━━ Data provided

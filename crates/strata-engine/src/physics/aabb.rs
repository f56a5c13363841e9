use glam::Vec2;

/// Axis-aligned bounding box, stored as its min/max corners.
///
/// Cheap coarse overlap test used by the broad phase; a rotated collider is
/// wrapped by the AABB of its corners, so the box may be looser than the
/// shape but never tighter.
#[derive(Debug, Clone, Copy, PartialEq)]
pub struct Aabb {
    pub min: Vec2,
    pub max: Vec2,
}

impl Aabb {
    pub fn new(min: Vec2, max: Vec2) -> Self {
        Self { min, max }
    }

    /// Box covering `center ± half_extents`.
    pub fn from_center_half_extents(center: Vec2, half_extents: Vec2) -> Self {
        Self {
            min: center - half_extents,
            max: center + half_extents,
        }
    }

    /// Smallest axis-aligned box containing every given point.
    pub fn from_points(points: &[Vec2]) -> Self {
        let mut min = Vec2::splat(f32::MAX);
        let mut max = Vec2::splat(f32::MIN);
        for &p in points {
            min = min.min(p);
            max = max.max(p);
        }
        Self { min, max }
    }

    #[inline]
    pub fn center(&self) -> Vec2 {
        (self.min + self.max) * 0.5
    }

    #[inline]
    pub fn half_extents(&self) -> Vec2 {
        (self.max - self.min) * 0.5
    }

    /// Per-axis interval comparison; constant time. Edge contact (shared
    /// boundary, zero overlap area) does not count as overlap.
    #[inline]
    pub fn overlaps(&self, other: &Aabb) -> bool {
        self.max.x > other.min.x
            && self.min.x < other.max.x
            && self.max.y > other.min.y
            && self.min.y < other.max.y
    }
}
use glam::Vec2;

use crate::physics::aabb::Aabb;

/// Separating-axis test result: the axis of minimum positive overlap and
/// the overlap depth along it.
#[derive(Debug, Clone, Copy, PartialEq)]
pub struct SatHit {
    /// Contact normal, unit length, pointing from `a` toward `b`.
    pub normal: Vec2,
    /// Penetration depth along the normal.
    pub penetration: f32,
}

/// Oriented bounding box: center, half-extents and a rotation angle.
#[derive(Debug, Clone, Copy, PartialEq)]
pub struct Obb {
    pub center: Vec2,
    pub half_extents: Vec2,
    /// Rotation in radians, counter-clockwise.
    pub rotation: f32,
}

impl Obb {
    pub fn new(center: Vec2, half_extents: Vec2, rotation: f32) -> Self {
        Self {
            center,
            half_extents,
            rotation,
        }
    }

    /// The box's local X and Y axes in world space.
    #[inline]
    pub fn axes(&self) -> [Vec2; 2] {
        let (sin, cos) = self.rotation.sin_cos();
        [Vec2::new(cos, sin), Vec2::new(-sin, cos)]
    }

    /// The four corners in world space.
    pub fn corners(&self) -> [Vec2; 4] {
        let [x, y] = self.axes();
        let ex = x * self.half_extents.x;
        let ey = y * self.half_extents.y;
        [
            self.center - ex - ey,
            self.center + ex - ey,
            self.center + ex + ey,
            self.center - ex + ey,
        ]
    }

    /// Tight axis-aligned wrap of the rotated box.
    pub fn aabb(&self) -> Aabb {
        Aabb::from_points(&self.corners())
    }

    /// Radius of the box's projection onto a unit axis.
    #[inline]
    fn projected_radius(&self, axis: Vec2) -> f32 {
        let [x, y] = self.axes();
        self.half_extents.x * x.dot(axis).abs() + self.half_extents.y * y.dot(axis).abs()
    }

    /// Whether a world-space point lies inside the box (boundary inclusive,
    /// with a small tolerance for contact-point harvesting).
    pub fn contains_point(&self, point: Vec2) -> bool {
        const TOLERANCE: f32 = 1e-4;
        let [x, y] = self.axes();
        let d = point - self.center;
        d.dot(x).abs() <= self.half_extents.x + TOLERANCE
            && d.dot(y).abs() <= self.half_extents.y + TOLERANCE
    }

    /// Separating Axis Theorem over the two edge normals of each box.
    ///
    /// Returns `None` as soon as a separating axis is found; otherwise the
    /// axis of minimum positive overlap becomes the contact normal, oriented
    /// from `a` toward `b`.
    pub fn intersect(a: &Obb, b: &Obb) -> Option<SatHit> {
        let delta = b.center - a.center;
        let mut best_penetration = f32::MAX;
        let mut best_axis = Vec2::ZERO;

        let [ax, ay] = a.axes();
        let [bx, by] = b.axes();
        for axis in [ax, ay, bx, by] {
            let overlap =
                a.projected_radius(axis) + b.projected_radius(axis) - delta.dot(axis).abs();
            if overlap <= 0.0 {
                return None;
            }
            if overlap < best_penetration {
                best_penetration = overlap;
                // Orient the axis from a toward b.
                best_axis = if delta.dot(axis) < 0.0 { -axis } else { axis };
            }
        }

        Some(SatHit {
            normal: best_axis,
            penetration: best_penetration,
        })
    }
}
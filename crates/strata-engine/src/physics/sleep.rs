use crate::components::{Rigidbody, SleepState};
use crate::core::config::EngineConfig;
use crate::ecs::Registry;

/// Advance per-body sleep timers and demote sustained-idle bodies.
///
/// A body falls asleep after `sleep_ticks` consecutive ticks with linear and
/// angular speed below the configured thresholds; its velocities are zeroed
/// so it stays put until contact wakes it. Waking happens in the narrow
/// phase, where new or renewed manifolds are discovered.
pub fn update_sleep(registry: &mut Registry, config: &EngineConfig) {
    let linear_sq = config.sleep_linear_threshold * config.sleep_linear_threshold;

    for entity in registry.entities_with::<Rigidbody>() {
        let Ok(Some(body)) = registry.get_mut::<Rigidbody>(entity) else {
            continue;
        };
        if body.kinematic || body.sleep == SleepState::Sleeping {
            continue;
        }

        let idle = body.velocity.length_squared() < linear_sq
            && body.angular_velocity.abs() < config.sleep_angular_threshold;
        if !idle {
            body.sleep_timer = 0;
            continue;
        }

        body.sleep_timer += 1;
        if body.sleep_timer >= config.sleep_ticks {
            body.sleep = SleepState::Sleeping;
            body.velocity = glam::Vec2::ZERO;
            body.angular_velocity = 0.0;
            log::debug!("entity {:?} fell asleep", entity);
        }
    }
}

#[cfg(test)]
mod tests {
    use super::*;
    use glam::Vec2;

    fn config(sleep_ticks: u32) -> EngineConfig {
        EngineConfig {
            sleep_ticks,
            sleep_linear_threshold: 0.1,
            sleep_angular_threshold: 0.1,
            ..EngineConfig::default()
        }
    }

    #[test]
    fn idle_body_sleeps_after_the_configured_tick_count() {
        let mut reg = Registry::new(4);
        let e = reg.create().unwrap();
        reg.add(e, Rigidbody::new(1.0).with_velocity(Vec2::new(0.05, 0.0)))
            .unwrap();

        let cfg = config(3);
        for _ in 0..2 {
            update_sleep(&mut reg, &cfg);
            assert!(!reg.get::<Rigidbody>(e).unwrap().unwrap().is_sleeping());
        }
        update_sleep(&mut reg, &cfg);
        let body = reg.get::<Rigidbody>(e).unwrap().unwrap();
        assert!(body.is_sleeping());
        assert_eq!(body.velocity, Vec2::ZERO);
    }

    #[test]
    fn fast_motion_resets_the_timer() {
        let mut reg = Registry::new(4);
        let e = reg.create().unwrap();
        reg.add(e, Rigidbody::new(1.0).with_velocity(Vec2::new(0.05, 0.0)))
            .unwrap();

        let cfg = config(3);
        update_sleep(&mut reg, &cfg);
        update_sleep(&mut reg, &cfg);

        // Burst of speed: timer restarts from zero.
        reg.get_mut::<Rigidbody>(e).unwrap().unwrap().velocity = Vec2::new(5.0, 0.0);
        update_sleep(&mut reg, &cfg);
        assert_eq!(reg.get::<Rigidbody>(e).unwrap().unwrap().sleep_timer, 0);

        reg.get_mut::<Rigidbody>(e).unwrap().unwrap().velocity = Vec2::ZERO;
        update_sleep(&mut reg, &cfg);
        update_sleep(&mut reg, &cfg);
        assert!(!reg.get::<Rigidbody>(e).unwrap().unwrap().is_sleeping());
        update_sleep(&mut reg, &cfg);
        assert!(reg.get::<Rigidbody>(e).unwrap().unwrap().is_sleeping());
    }

    #[test]
    fn kinematic_bodies_never_sleep() {
        let mut reg = Registry::new(4);
        let e = reg.create().unwrap();
        reg.add(e, Rigidbody::kinematic()).unwrap();

        let cfg = config(1);
        for _ in 0..5 {
            update_sleep(&mut reg, &cfg);
        }
        assert!(!reg.get::<Rigidbody>(e).unwrap().unwrap().is_sleeping());
    }
}
use glam::Vec2;

use crate::components::{BoxCollider, Rigidbody, Transform};
use crate::ecs::{Entity, Registry};
use crate::physics::aabb::Aabb;
use crate::physics::manifold::PairKey;
use crate::physics::obb::Obb;

/// Per-tick snapshot of one collider, recomputed from Transform+BoxCollider
/// every fixed step and never persisted across ticks.
#[derive(Debug, Clone, Copy)]
pub struct ColliderRecord {
    pub entity: Entity,
    /// Loose axis-aligned wrap, for the broad phase.
    pub aabb: Aabb,
    /// Exact oriented box, for the narrow phase.
    pub obb: Obb,
    /// Whether the entity carries a Rigidbody at all.
    pub dynamic: bool,
    /// Dynamic, awake and non-kinematic: a body the solver may move.
    pub awake: bool,
    pub kinematic: bool,
    pub trigger: bool,
}

impl ColliderRecord {
    /// Derive the world-space collider from the entity's current components.
    pub fn derive(
        entity: Entity,
        transform: &Transform,
        collider: &BoxCollider,
        body: Option<&Rigidbody>,
    ) -> Self {
        let (sin, cos) = transform.rotation.sin_cos();
        let scaled_offset = collider.offset * transform.scale;
        let rotated_offset = Vec2::new(
            scaled_offset.x * cos - scaled_offset.y * sin,
            scaled_offset.x * sin + scaled_offset.y * cos,
        );
        let obb = Obb::new(
            transform.position + rotated_offset,
            collider.half_extents * transform.scale.abs(),
            transform.rotation,
        );
        Self {
            entity,
            aabb: obb.aabb(),
            obb,
            dynamic: body.is_some(),
            awake: body.is_some_and(|b| !b.is_sleeping() && !b.kinematic),
            kinematic: body.is_some_and(|b| b.kinematic),
            trigger: collider.is_trigger,
        }
    }

    /// Whether this side can originate a collision pair on its own.
    /// Kinematic bodies keep full collision detection (their contacts and
    /// trigger events still fire); only motion and resolution ignore them.
    #[inline]
    fn originates_pairs(&self) -> bool {
        self.awake || self.kinematic
    }
}

/// Snapshot every collidable entity, in dense-storage order (deterministic
/// for identical operation histories).
pub fn gather_colliders(registry: &Registry) -> Vec<ColliderRecord> {
    let mut records = Vec::new();
    for entity in registry.entities_with2::<BoxCollider, Transform>() {
        let (Ok(Some(collider)), Ok(Some(transform))) = (
            registry.get::<BoxCollider>(entity),
            registry.get::<Transform>(entity),
        ) else {
            continue;
        };
        let body = registry.get::<Rigidbody>(entity).ok().flatten();
        records.push(ColliderRecord::derive(entity, transform, collider, body));
    }
    records
}

/// All-pairs AABB pruning: the complete, duplicate-free set of canonical
/// pairs whose AABBs intersect and where at least one side is an awake or
/// kinematic dynamic body. Sleeping and static colliders never originate
/// pairs but remain valid targets, so contact can still wake a sleeper.
pub fn broad_phase(records: &[ColliderRecord]) -> Vec<(PairKey, usize, usize)> {
    let mut pairs = Vec::new();
    for i in 0..records.len() {
        for j in (i + 1)..records.len() {
            let (a, b) = (&records[i], &records[j]);
            if !a.originates_pairs() && !b.originates_pairs() {
                continue;
            }
            if a.aabb.overlaps(&b.aabb) {
                pairs.push((PairKey::new(a.entity, b.entity), i, j));
            }
        }
    }
    pairs
}
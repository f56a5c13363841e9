use thiserror::Error;

use crate::ecs::entity::Entity;

/// Recoverable failures from Registry operations.
///
/// A missing component is not an error — lookups return `Ok(None)` so call
/// sites can treat absence as data. Everything here fails locally and never
/// corrupts other entities' state.
#[derive(Debug, Clone, Copy, PartialEq, Eq, Error)]
pub enum EcsError {
    /// Entity creation was rejected because the registry is at capacity.
    #[error("entity capacity exceeded ({limit} live entities)")]
    CapacityExceeded { limit: usize },

    /// The handle refers to a destroyed or never-created entity.
    #[error("invalid entity handle {0:?} (stale generation or unknown index)")]
    InvalidHandle(Entity),

    /// The entity already holds a component of this type.
    #[error("entity {entity:?} already has a {type_name} component")]
    DuplicateComponent {
        entity: Entity,
        type_name: &'static str,
    },
}
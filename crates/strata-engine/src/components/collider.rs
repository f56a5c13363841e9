use glam::Vec2;

/// Axis-aligned box shape in the entity's local frame.
///
/// The world-space collider is derived every tick from this plus the
/// entity's Transform (offset rotated, extents scaled). Friction and
/// restitution live here so static geometry can carry surface properties
/// without a Rigidbody.
#[derive(Debug, Clone, Copy, PartialEq)]
pub struct BoxCollider {
    /// Half-width and half-height before the Transform's scale is applied.
    pub half_extents: Vec2,
    /// Offset of the box center from the entity position, in local space.
    pub offset: Vec2,
    /// Coulomb friction coefficient of the surface.
    pub friction: f32,
    /// Bounciness: 0 kills, 1 preserves the normal approach velocity.
    pub restitution: f32,
    /// Triggers report contacts through events but are never resolved,
    /// so bodies may pass through them.
    pub is_trigger: bool,
}

impl BoxCollider {
    /// Collider covering `size` world units before scaling, centered on the entity.
    pub fn new(size: Vec2) -> Self {
        Self {
            half_extents: size * 0.5,
            ..Self::default()
        }
    }

    pub fn with_offset(mut self, offset: Vec2) -> Self {
        self.offset = offset;
        self
    }

    pub fn with_friction(mut self, friction: f32) -> Self {
        self.friction = friction;
        self
    }

    pub fn with_restitution(mut self, restitution: f32) -> Self {
        self.restitution = restitution;
        self
    }

    pub fn trigger(mut self) -> Self {
        self.is_trigger = true;
        self
    }
}

impl Default for BoxCollider {
    fn default() -> Self {
        Self {
            half_extents: Vec2::splat(0.5),
            offset: Vec2::ZERO,
            friction: 0.5,
            restitution: 0.4,
            is_trigger: false,
        }
    }
}
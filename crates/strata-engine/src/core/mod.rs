//! Engine plumbing shared across subsystems: configuration and fixed-step timing.

pub mod config;
pub mod time;

pub use config::EngineConfig;
pub use time::FixedTimestep;
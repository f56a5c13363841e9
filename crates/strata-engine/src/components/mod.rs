//! Plain-data components consumed by the physics pipeline. At most one
//! instance of each type per entity; the Registry owns all component memory.

pub mod collider;
pub mod rigidbody;
pub mod transform;

pub use collider::BoxCollider;
pub use rigidbody::{Rigidbody, SleepState};
pub use transform::Transform;
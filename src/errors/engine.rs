// Copyright (c) 2025 Steve Wagner (ciroque@live.com)
// SPDX-License-Identifier: MIT

//! Errors delivered through command futures.

use crate::errors::{DeviceError, PreferencesError, WorkloadError};
use std::sync::Arc;
use thiserror::Error;

/// The failure side of every engine command.
///
/// A command's error is only ever observed through that command's own
/// future; the execution loop keeps running regardless.
#[derive(Error, Debug)]
pub enum EngineError {
    /// The engine stopped before the command could run.
    #[error("Engine is shutting down")]
    ShuttingDown,

    /// A workload was selected before the engine had somewhere to run it.
    #[error("Cannot start a workload without a {missing}")]
    NotReady { missing: &'static str },

    /// The requested viewport has no pixels or is too large to allocate.
    #[error("Invalid viewport size {width}x{height}")]
    InvalidViewport { width: u32, height: u32 },

    /// The command panicked on the worker thread.
    #[error("Command panicked: {0}")]
    CommandPanicked(String),

    #[error(transparent)]
    Device(#[from] DeviceError),

    /// A workload failed while starting; the same error is also published
    /// on the event stream.
    #[error(transparent)]
    Workload(#[from] Arc<WorkloadError>),

    /// The preferences store could not be opened at startup.
    #[error(transparent)]
    Preferences(#[from] PreferencesError),

    /// The worker thread could not be spawned.
    #[error("Failed to spawn engine worker: {0}")]
    WorkerSpawn(#[source] std::io::Error),
}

━━━━

**What the task requires**
Find the word "enum" in the records and pull out each line that has it.

**Solution for this problem**
pub enum EcsError {
pub enum EngineError {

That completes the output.